Nick Stone spent most of his life either on the water or in the board rooms of Boston, where he worked and excelled as a corporate lawyer.

He enjoyed the challenge of writing incisive, precise and compelling legal briefs and documents. “That was the left side of my brain functioning to its max,” said Stone, whose debut book of poetry, “Fragments,” presents the kind of writing he does with the right side of his brain.

“Writing poetry is totally opposite. I enjoyed lawyerly writing, and I did it well as a senior partner at one of the largest law firms in the country, and I had a reputation for being good at it. But after all those years and thousands and thousands of hours, poetic writing is a huge release – a freedom, you could say.”

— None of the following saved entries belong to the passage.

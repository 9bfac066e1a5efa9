// SPDX-License-Identifier: MPL-2.0
// This Source Code Form is subject to the terms of the Mozilla Public
// License, v. 2.0. If a copy of the MPL was not distributed with this
// file, You can obtain one at https://mozilla.org/MPL/2.0/.

//! HVAC mode and action vocabulary.
//!
//! The displayed HVAC mode is always one of a small fixed set per device
//! family; a derogation-type state outside the mapped set is a
//! [`ValueError`], not a state the bridge carries along.

use std::fmt;
use std::str::FromStr;

use crate::error::ValueError;

/// HVAC operating mode exposed to the entity model.
///
/// # Examples
///
/// ```
/// use tahoma_bridge::types::HvacMode;
///
/// assert_eq!(HvacMode::Auto.as_str(), "auto");
/// assert_eq!("heat".parse::<HvacMode>().unwrap(), HvacMode::Heat);
/// ```
#[derive(Debug, Clone, Copy, PartialEq, Eq, Hash)]
pub enum HvacMode {
    /// Scheduled operation controlled by the thermostat programme.
    Auto,
    /// Manual heating, either permanent or as a temporary override.
    Heat,
    /// Heating disabled.
    Off,
}

impl HvacMode {
    /// Returns the entity-model string representation.
    #[must_use]
    pub const fn as_str(&self) -> &'static str {
        match self {
            Self::Auto => "auto",
            Self::Heat => "heat",
            Self::Off => "off",
        }
    }

    /// Derives the HVAC mode from a vendor derogation-type state value.
    ///
    /// A derogation until a fixed `date` means the programme is running;
    /// `next_mode` and `further_notice` are manual overrides. The heater
    /// family reports plain `on`/`off`.
    ///
    /// # Errors
    ///
    /// Returns `ValueError::UnknownDerogationState` for values outside the
    /// mapped set.
    pub fn from_derogation_state(value: &str) -> Result<Self, ValueError> {
        match value {
            "date" => Ok(Self::Auto),
            "next_mode" | "further_notice" | "on" => Ok(Self::Heat),
            "off" => Ok(Self::Off),
            other => Err(ValueError::UnknownDerogationState(other.to_string())),
        }
    }
}

impl fmt::Display for HvacMode {
    fn fmt(&self, f: &mut fmt::Formatter<'_>) -> fmt::Result {
        f.write_str(self.as_str())
    }
}

impl FromStr for HvacMode {
    type Err = ValueError;

    fn from_str(s: &str) -> Result<Self, Self::Err> {
        match s {
            "auto" => Ok(Self::Auto),
            "heat" => Ok(Self::Heat),
            "off" => Ok(Self::Off),
            other => Err(ValueError::UnknownHvacMode(other.to_string())),
        }
    }
}

/// The HVAC action currently being performed.
#[derive(Debug, Clone, Copy, PartialEq, Eq, Hash)]
pub enum HvacAction {
    /// The device is actively heating.
    Heating,
    /// The device is on but not heating.
    Idle,
    /// The device is off.
    Off,
}

impl HvacAction {
    /// Returns the entity-model string representation.
    #[must_use]
    pub const fn as_str(&self) -> &'static str {
        match self {
            Self::Heating => "heating",
            Self::Idle => "idle",
            Self::Off => "off",
        }
    }
}

impl fmt::Display for HvacAction {
    fn fmt(&self, f: &mut fmt::Formatter<'_>) -> fmt::Result {
        f.write_str(self.as_str())
    }
}

#[cfg(test)]
mod tests {
    use super::*;

    #[test]
    fn derogation_state_mapping() {
        assert_eq!(
            HvacMode::from_derogation_state("date").unwrap(),
            HvacMode::Auto
        );
        assert_eq!(
            HvacMode::from_derogation_state("next_mode").unwrap(),
            HvacMode::Heat
        );
        assert_eq!(
            HvacMode::from_derogation_state("further_notice").unwrap(),
            HvacMode::Heat
        );
        assert_eq!(
            HvacMode::from_derogation_state("on").unwrap(),
            HvacMode::Heat
        );
        assert_eq!(
            HvacMode::from_derogation_state("off").unwrap(),
            HvacMode::Off
        );
    }

    #[test]
    fn every_derogation_state_maps_into_fixed_set() {
        for state in ["date", "next_mode", "further_notice", "on", "off"] {
            let mode = HvacMode::from_derogation_state(state).unwrap();
            assert!(matches!(
                mode,
                HvacMode::Auto | HvacMode::Heat | HvacMode::Off
            ));
        }
    }

    #[test]
    fn unknown_derogation_state_is_error() {
        let err = HvacMode::from_derogation_state("party").unwrap_err();
        assert!(matches!(err, ValueError::UnknownDerogationState(s) if s == "party"));
    }

    #[test]
    fn round_trip_entity_strings() {
        for mode in [HvacMode::Auto, HvacMode::Heat, HvacMode::Off] {
            assert_eq!(mode.as_str().parse::<HvacMode>().unwrap(), mode);
        }
    }

    #[test]
    fn unknown_hvac_mode_is_error() {
        assert!("cool".parse::<HvacMode>().is_err());
    }

    #[test]
    fn action_display() {
        assert_eq!(HvacAction::Heating.to_string(), "heating");
        assert_eq!(HvacAction::Idle.to_string(), "idle");
    }
}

Stone lives on MacMahan Island in Georgetown. He’s been coming to the island since childhood, when his grandparents bought the island and invited the family up for the summer.

He knew he had arrived in Maine when he smelled the salty air and dipped his finger in the water as the family motored to the island in a 15-foot wooden skiff, powered by a tiny Evinrude outboard.

“It was freedom – freedom to be on my own and approach life on my terms and say what I wanted to and not what someone told me I had to,” he said.

The ocean became a part of his personality. He read nautical books, learned to handle the boat and rowed crew in college. He worked at Bath Iron Works in the summer during college and joined the Coast Guard before practicing law.

He’s traveled all over the world and always dipped his finger in the water of whatever foreign land he found himself. Doing so made him think of the salty waters of Maine.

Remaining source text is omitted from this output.